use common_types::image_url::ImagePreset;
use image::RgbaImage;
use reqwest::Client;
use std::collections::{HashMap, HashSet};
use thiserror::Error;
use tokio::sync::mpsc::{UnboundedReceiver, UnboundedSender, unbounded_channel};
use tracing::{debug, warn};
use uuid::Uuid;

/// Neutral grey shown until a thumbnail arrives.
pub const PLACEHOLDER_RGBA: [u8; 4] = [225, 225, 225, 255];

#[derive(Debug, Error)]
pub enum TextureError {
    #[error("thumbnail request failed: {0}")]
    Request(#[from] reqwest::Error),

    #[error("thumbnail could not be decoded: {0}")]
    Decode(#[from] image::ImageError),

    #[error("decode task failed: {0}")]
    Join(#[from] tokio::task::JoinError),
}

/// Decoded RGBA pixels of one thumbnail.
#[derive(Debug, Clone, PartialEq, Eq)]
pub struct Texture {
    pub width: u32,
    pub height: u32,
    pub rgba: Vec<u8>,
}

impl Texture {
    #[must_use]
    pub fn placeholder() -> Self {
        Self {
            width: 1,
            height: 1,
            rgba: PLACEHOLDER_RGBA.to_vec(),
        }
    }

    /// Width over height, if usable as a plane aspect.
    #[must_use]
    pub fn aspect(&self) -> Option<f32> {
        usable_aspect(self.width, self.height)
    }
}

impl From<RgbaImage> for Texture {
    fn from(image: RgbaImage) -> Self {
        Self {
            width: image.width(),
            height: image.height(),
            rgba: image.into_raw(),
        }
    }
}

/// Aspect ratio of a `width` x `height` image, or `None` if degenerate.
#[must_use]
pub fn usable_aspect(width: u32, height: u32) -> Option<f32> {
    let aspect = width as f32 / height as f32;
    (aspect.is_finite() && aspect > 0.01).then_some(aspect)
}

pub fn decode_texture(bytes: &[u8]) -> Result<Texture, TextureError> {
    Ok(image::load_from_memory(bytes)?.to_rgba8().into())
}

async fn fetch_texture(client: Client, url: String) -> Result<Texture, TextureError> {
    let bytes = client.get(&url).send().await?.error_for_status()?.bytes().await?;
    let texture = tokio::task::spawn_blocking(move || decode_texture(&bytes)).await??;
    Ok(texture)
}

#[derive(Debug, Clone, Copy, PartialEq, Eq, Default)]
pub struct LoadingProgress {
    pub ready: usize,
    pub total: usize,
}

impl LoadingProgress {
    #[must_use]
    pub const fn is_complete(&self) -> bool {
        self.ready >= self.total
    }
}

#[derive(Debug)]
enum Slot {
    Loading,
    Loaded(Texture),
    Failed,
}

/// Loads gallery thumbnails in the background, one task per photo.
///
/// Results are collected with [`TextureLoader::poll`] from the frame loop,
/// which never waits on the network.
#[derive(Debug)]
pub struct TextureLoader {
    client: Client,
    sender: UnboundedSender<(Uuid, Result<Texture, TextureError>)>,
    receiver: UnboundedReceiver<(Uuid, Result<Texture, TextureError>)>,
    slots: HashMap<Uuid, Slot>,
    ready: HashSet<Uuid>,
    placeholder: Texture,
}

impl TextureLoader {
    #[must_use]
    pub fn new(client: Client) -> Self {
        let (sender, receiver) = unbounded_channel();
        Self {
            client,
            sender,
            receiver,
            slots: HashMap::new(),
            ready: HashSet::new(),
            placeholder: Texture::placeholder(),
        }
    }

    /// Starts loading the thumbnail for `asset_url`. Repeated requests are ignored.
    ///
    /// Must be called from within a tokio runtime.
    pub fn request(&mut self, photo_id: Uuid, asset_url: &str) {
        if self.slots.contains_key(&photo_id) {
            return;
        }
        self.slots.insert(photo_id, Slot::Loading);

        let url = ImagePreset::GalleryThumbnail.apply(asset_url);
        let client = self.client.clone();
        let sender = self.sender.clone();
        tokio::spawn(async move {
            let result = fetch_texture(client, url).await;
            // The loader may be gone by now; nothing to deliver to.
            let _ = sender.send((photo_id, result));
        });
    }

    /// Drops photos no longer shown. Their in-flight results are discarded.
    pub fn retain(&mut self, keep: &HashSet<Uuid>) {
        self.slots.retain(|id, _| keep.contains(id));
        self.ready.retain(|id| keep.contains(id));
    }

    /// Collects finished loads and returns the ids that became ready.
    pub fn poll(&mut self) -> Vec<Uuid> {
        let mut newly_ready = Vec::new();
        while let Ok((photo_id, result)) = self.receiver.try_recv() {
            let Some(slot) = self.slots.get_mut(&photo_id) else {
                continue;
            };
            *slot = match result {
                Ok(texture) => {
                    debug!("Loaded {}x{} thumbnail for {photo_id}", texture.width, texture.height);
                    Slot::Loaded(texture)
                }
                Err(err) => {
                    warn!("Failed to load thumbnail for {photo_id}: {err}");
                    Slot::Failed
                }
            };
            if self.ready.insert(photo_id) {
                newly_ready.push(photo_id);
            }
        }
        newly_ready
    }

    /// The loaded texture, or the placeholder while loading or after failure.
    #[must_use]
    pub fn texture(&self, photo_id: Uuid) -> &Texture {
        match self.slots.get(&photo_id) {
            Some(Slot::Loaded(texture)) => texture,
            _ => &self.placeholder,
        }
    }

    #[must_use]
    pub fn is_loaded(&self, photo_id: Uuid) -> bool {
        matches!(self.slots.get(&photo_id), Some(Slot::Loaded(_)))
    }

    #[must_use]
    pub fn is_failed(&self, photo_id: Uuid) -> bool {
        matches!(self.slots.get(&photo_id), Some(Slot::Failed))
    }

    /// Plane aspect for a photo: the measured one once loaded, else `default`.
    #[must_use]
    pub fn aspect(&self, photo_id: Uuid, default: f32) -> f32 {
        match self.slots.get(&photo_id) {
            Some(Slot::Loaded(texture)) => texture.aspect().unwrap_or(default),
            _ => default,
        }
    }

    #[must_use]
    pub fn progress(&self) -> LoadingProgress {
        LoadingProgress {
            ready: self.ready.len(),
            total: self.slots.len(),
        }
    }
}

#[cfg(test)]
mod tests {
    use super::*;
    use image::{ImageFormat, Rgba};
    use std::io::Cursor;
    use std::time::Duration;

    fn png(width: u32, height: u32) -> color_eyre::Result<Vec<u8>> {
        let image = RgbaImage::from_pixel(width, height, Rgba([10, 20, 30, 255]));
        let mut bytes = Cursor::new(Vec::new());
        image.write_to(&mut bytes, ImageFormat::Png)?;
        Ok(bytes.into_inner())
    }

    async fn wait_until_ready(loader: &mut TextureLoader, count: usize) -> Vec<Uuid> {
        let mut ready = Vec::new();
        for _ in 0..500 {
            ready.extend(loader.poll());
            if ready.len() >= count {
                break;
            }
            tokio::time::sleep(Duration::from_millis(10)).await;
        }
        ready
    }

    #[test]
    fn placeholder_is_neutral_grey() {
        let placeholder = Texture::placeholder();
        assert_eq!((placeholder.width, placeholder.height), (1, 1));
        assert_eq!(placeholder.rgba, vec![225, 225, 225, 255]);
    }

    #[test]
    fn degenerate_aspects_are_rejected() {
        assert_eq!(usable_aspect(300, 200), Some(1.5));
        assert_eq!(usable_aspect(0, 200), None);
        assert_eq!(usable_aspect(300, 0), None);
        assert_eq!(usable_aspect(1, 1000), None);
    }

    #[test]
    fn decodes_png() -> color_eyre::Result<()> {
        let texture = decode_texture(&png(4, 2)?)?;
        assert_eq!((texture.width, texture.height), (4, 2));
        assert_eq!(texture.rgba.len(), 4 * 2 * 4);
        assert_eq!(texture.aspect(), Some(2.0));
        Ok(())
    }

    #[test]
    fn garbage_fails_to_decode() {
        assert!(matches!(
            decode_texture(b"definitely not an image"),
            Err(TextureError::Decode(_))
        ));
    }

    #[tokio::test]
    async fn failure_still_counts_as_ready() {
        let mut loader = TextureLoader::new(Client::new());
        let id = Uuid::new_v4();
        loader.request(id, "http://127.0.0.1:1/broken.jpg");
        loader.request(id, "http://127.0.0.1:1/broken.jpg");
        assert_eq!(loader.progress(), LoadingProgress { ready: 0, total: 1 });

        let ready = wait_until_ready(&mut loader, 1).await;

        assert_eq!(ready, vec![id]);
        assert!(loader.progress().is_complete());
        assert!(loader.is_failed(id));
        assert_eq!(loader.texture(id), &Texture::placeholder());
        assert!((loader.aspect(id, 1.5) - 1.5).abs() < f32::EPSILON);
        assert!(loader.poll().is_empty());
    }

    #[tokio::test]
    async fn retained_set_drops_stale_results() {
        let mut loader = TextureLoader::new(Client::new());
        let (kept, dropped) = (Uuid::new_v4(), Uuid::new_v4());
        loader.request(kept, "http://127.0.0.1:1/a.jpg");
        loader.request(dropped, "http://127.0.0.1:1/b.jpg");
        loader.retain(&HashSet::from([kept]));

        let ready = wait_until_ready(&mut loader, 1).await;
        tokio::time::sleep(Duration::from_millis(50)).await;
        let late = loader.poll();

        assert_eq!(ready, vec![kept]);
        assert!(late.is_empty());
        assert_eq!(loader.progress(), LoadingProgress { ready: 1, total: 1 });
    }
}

____

State how many lines in the listing contain the word "insert", and write nothing besides that number.

2